▶ [What needs to be done]: Only the first line of the listing and the lines after it, up to and including the one containing "use std::io::Read;", should be retyped exactly.

▶ [Dataset extract]:

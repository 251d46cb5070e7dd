//! Interactive shell assistant driven by a remote chat model.
//!
//! The model proposes shell commands inside `<CMD>…</CMD>` markers; each one
//! is shown to the operator, run only on approval in a time-boxed child
//! process, and its outcome is fed back into the conversation. The crate
//! keeps a strict separation:
//!
//! - **[`core`]**: Pure, deterministic logic (conversation store, directive
//!   extraction, escaping, gate decisions, outcome rendering). No I/O.
//! - **[`io`]**: Side-effecting collaborators (configuration, model client,
//!   operator terminal, process execution) behind traits so tests can script them.
//!
//! [`session`] coordinates core logic with I/O to implement the `ai` binary.

pub mod core;
pub mod exit_codes;
pub mod io;
pub mod logging;
pub mod session;
#[cfg(any(test, feature = "test-support"))]
pub mod test_support;
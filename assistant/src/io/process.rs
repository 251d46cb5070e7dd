//! Helpers for running child processes with timeouts and bounded output.

use std::io::Read;
use std::os::unix::process::CommandExt;
use std::process::{Child, Command, ExitStatus, Stdio};
use std::sync::mpsc::{self, RecvTimeoutError};
use std::thread;
use std::time::{Duration, Instant};

use anyhow::{Context, Result, anyhow};
use nix::sys::signal::{Signal, killpg};
use nix::unistd::Pid;
use tracing::{debug, error, instrument, warn};
use wait_timeout::ChildExt;

pub const DEFAULT_COMMAND_TIMEOUT: Duration = Duration::from_secs(60);
pub const DEFAULT_OUTPUT_LIMIT_BYTES: usize = 64_000 - 512;
/// Extra time allowed for the reader to hand over output once the child is gone.
const DRAIN_GRACE: Duration = Duration::from_secs(1);

/// Captured child process output.
#[derive(Debug)]
pub struct CommandOutput {
    pub status: ExitStatus,
    pub stdout: Vec<u8>,
    pub stdout_truncated: usize,
    pub timed_out: bool,
}

type ReadResult = Result<(Vec<u8>, usize)>;

/// Run a command with a hard deadline, capturing at most `output_limit_bytes` of stdout.
///
/// The child leads its own process group so a timeout can kill everything it
/// started. stdin is closed and stderr goes to the parent's stderr. Output is
/// read on a helper thread while the child runs; bytes beyond the limit are
/// drained and counted but not stored.
///
/// The call returns within `timeout` plus a short drain grace period even
/// when descendants keep the output pipe open after the child exits.
#[instrument(
    skip_all,
    fields(timeout_secs = timeout.as_secs(), output_limit_bytes = output_limit_bytes)
)]
pub fn run_bounded(
    mut cmd: Command,
    timeout: Duration,
    output_limit_bytes: usize,
) -> Result<CommandOutput> {
    cmd.stdin(Stdio::null())
        .stdout(Stdio::piped())
        .stderr(Stdio::inherit())
        .process_group(0);

    let deadline = Instant::now() + timeout;
    debug!("spawning child process");
    let mut child = match cmd.spawn() {
        Ok(c) => c,
        Err(e) => {
            error!(err = %e, "failed to spawn command");
            return Err(e).context("spawn command");
        }
    };

    let stdout = match child.stdout.take() {
        Some(stdout) => stdout,
        None => {
            kill_process_group(&mut child);
            return Err(anyhow!("stdout was not piped"));
        }
    };

    let (tx, rx) = mpsc::channel::<ReadResult>();
    thread::spawn(move || {
        // The receiver may already be gone after a timeout.
        let _ = tx.send(read_stream_limited(stdout, output_limit_bytes));
    });

    let waited = match child.wait_timeout(timeout) {
        Ok(waited) => waited,
        Err(e) => {
            kill_process_group(&mut child);
            return Err(e).context("wait for command");
        }
    };

    match waited {
        Some(status) => {
            let budget = deadline.saturating_duration_since(Instant::now()) + DRAIN_GRACE;
            match rx.recv_timeout(budget) {
                Ok(read) => {
                    let (stdout, stdout_truncated) = read.context("read stdout")?;
                    if stdout_truncated > 0 {
                        warn!(stdout_truncated, "output truncated");
                    }
                    debug!(exit_code = ?status.code(), "command finished");
                    Ok(CommandOutput {
                        status,
                        stdout,
                        stdout_truncated,
                        timed_out: false,
                    })
                }
                Err(RecvTimeoutError::Timeout) => {
                    warn!("child exited but its output stayed open, killing group");
                    kill_process_group(&mut child);
                    Ok(CommandOutput {
                        status,
                        stdout: Vec::new(),
                        stdout_truncated: 0,
                        timed_out: true,
                    })
                }
                Err(RecvTimeoutError::Disconnected) => {
                    Err(anyhow!("output reader thread panicked"))
                }
            }
        }
        None => {
            warn!(timeout_secs = timeout.as_secs(), "command timed out, killing");
            kill_process_group(&mut child);
            let status = child.wait().context("wait command after kill")?;
            // Best effort: partial output is not guaranteed after a kill.
            let (stdout, stdout_truncated) = match rx.recv_timeout(DRAIN_GRACE) {
                Ok(Ok(read)) => read,
                _ => (Vec::new(), 0),
            };
            debug!(exit_code = ?status.code(), "timed out command reaped");
            Ok(CommandOutput {
                status,
                stdout,
                stdout_truncated,
                timed_out: true,
            })
        }
    }
}

/// SIGKILL the child's process group, falling back to the child alone.
fn kill_process_group(child: &mut Child) {
    let killed_group = i32::try_from(child.id())
        .map_err(|e| e.to_string())
        .and_then(|pid| killpg(Pid::from_raw(pid), Signal::SIGKILL).map_err(|e| e.to_string()));
    if let Err(err) = killed_group {
        debug!(err = %err, "process group kill failed, killing child");
        if let Err(e) = child.kill() {
            warn!(err = %e, "failed to kill child");
        }
    }
}

fn read_stream_limited<R: Read>(mut reader: R, limit: usize) -> ReadResult {
    let mut buf = Vec::new();
    let mut truncated = 0usize;
    let mut chunk = [0u8; 8192];

    loop {
        let n = reader.read(&mut chunk).context("read output")?;
        if n == 0 {
            break;
        }
        let remaining = limit.saturating_sub(buf.len());
        if remaining > 0 {
            let keep = n.min(remaining);
            buf.extend_from_slice(&chunk[..keep]);
            truncated += n.saturating_sub(keep);
        } else {
            truncated += n;
        }
    }

    Ok((buf, truncated))
}
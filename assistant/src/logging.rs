//! Diagnostic tracing for the assistant.
//!
//! stdout belongs to the operator dialogue, so diagnostics always go to
//! stderr. Filtering follows `RUST_LOG`; without it the default is `warn`,
//! or `debug` for this crate when `--verbose` is given.

use tracing_subscriber::{EnvFilter, fmt, layer::SubscriberExt, util::SubscriberInitExt};

/// Initialize the tracing subscriber.
///
/// # Example
/// ```bash
/// RUST_LOG=assistant=debug ai please show disk usage
/// ```
pub fn init(verbose: bool) {
    let default_directive = if verbose { "warn,assistant=debug" } else { "warn" };
    let filter =
        EnvFilter::try_from_default_env().unwrap_or_else(|_| EnvFilter::new(default_directive));

    tracing_subscriber::registry()
        .with(filter)
        .with(fmt::layer().with_writer(std::io::stderr).compact())
        .init();
}
//! Scripted collaborators for driving a session without network, terminal or processes.

use std::cell::RefCell;
use std::collections::VecDeque;

use anyhow::Result;

use crate::core::conversation::Message;
use crate::core::directive::Directive;
use crate::core::outcome::ExecutionOutcome;
use crate::io::model::{ModelClient, ModelError};
use crate::io::operator::Operator;
use crate::io::sandbox::CommandExecutor;

/// Model that returns queued replies and records every request.
///
/// Once the queue is empty every call fails with a transport error.
pub struct ScriptedModel {
    replies: RefCell<VecDeque<Result<String, ModelError>>>,
    requests: RefCell<Vec<Vec<Message>>>,
}

impl ScriptedModel {
    pub fn new(replies: Vec<Result<String, ModelError>>) -> Self {
        Self {
            replies: RefCell::new(replies.into()),
            requests: RefCell::new(Vec::new()),
        }
    }

    pub fn replying(replies: &[&str]) -> Self {
        Self::new(replies.iter().map(|reply| Ok(reply.to_string())).collect())
    }

    /// Conversation snapshots, one per call.
    pub fn requests(&self) -> Vec<Vec<Message>> {
        self.requests.borrow().clone()
    }

    pub fn calls(&self) -> usize {
        self.requests.borrow().len()
    }
}

impl ModelClient for ScriptedModel {
    fn complete(&self, messages: &[Message]) -> Result<String, ModelError> {
        self.requests.borrow_mut().push(messages.to_vec());
        self.replies
            .borrow_mut()
            .pop_front()
            .unwrap_or_else(|| Err(ModelError::Transport("no scripted reply left".to_string())))
    }
}

/// Operator that answers from a queue and keeps a transcript of everything shown.
///
/// An exhausted queue behaves like end of input.
pub struct ScriptedOperator {
    answers: VecDeque<String>,
    transcript: String,
}

impl ScriptedOperator {
    pub fn new(answers: &[&str]) -> Self {
        Self {
            answers: answers.iter().map(|a| a.to_string()).collect(),
            transcript: String::new(),
        }
    }

    pub fn transcript(&self) -> &str {
        &self.transcript
    }
}

impl Operator for ScriptedOperator {
    fn say(&mut self, text: &str) -> Result<()> {
        self.transcript.push_str(text);
        self.transcript.push('\n');
        Ok(())
    }

    fn ask(&mut self, prompt: &str) -> Result<String> {
        self.transcript.push_str(prompt);
        let answer = self.answers.pop_front().unwrap_or_default();
        self.transcript.push_str(&answer);
        self.transcript.push('\n');
        Ok(answer)
    }
}

/// Executor that returns queued outcomes and records the commands it was given.
///
/// Running out of outcomes yields a setup failure.
pub struct ScriptedExecutor {
    outcomes: RefCell<VecDeque<ExecutionOutcome>>,
    commands: RefCell<Vec<String>>,
}

impl ScriptedExecutor {
    pub fn new(outcomes: Vec<ExecutionOutcome>) -> Self {
        Self {
            outcomes: RefCell::new(outcomes.into()),
            commands: RefCell::new(Vec::new()),
        }
    }

    pub fn commands(&self) -> Vec<String> {
        self.commands.borrow().clone()
    }
}

impl CommandExecutor for ScriptedExecutor {
    fn execute(&self, directive: &Directive) -> ExecutionOutcome {
        let command = directive.raw_command();
        self.commands.borrow_mut().push(command.to_string());
        self.outcomes
            .borrow_mut()
            .pop_front()
            .unwrap_or_else(|| ExecutionOutcome::setup_failed(command, "no scripted outcome left"))
    }
}
//! Deterministic, pure logic shared by the assistant.
//!
//! Core modules must be free of I/O side effects. They operate on in-memory
//! data structures and return deterministic outputs suitable for tests.

pub mod conversation;
pub mod directive;
pub mod gate;
pub mod outcome;
pub mod sanitize;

▶ [Response to this exercise]:
repository 251d46cb5070e7dd
//! Interactive shell assistant driven by a remote chat model.
//!
//! The model proposes shell commands inside `<CMD>…</CMD>` markers; each one
//! is shown to the operator, run only on approval in a time-boxed child
//! process, and its outcome is fed back into the conversation. The crate
//! keeps a strict separation:
//!
//! - **[`core`]**: Pure, deterministic logic (conversation store, directive
//!   extraction, escaping, gate decisions, outcome rendering). No I/O.
//! - **[`io`]**: Side-effecting collaborators (configuration, model client,
//!   operator terminal, process execution) behind traits so tests can script them.
//!
//! [`session`] coordinates core logic with I/O to implement the `ai` binary.

pub mod core;
pub mod exit_codes;
pub mod io;
pub mod logging;
pub mod session;
#[cfg(any(test, feature = "test-support"))]
pub mod test_support;
filename assistant/src/io/process.rs
repository 251d46cb5070e7dd
//! Helpers for running child processes with timeouts and bounded output.

use std::io::Read;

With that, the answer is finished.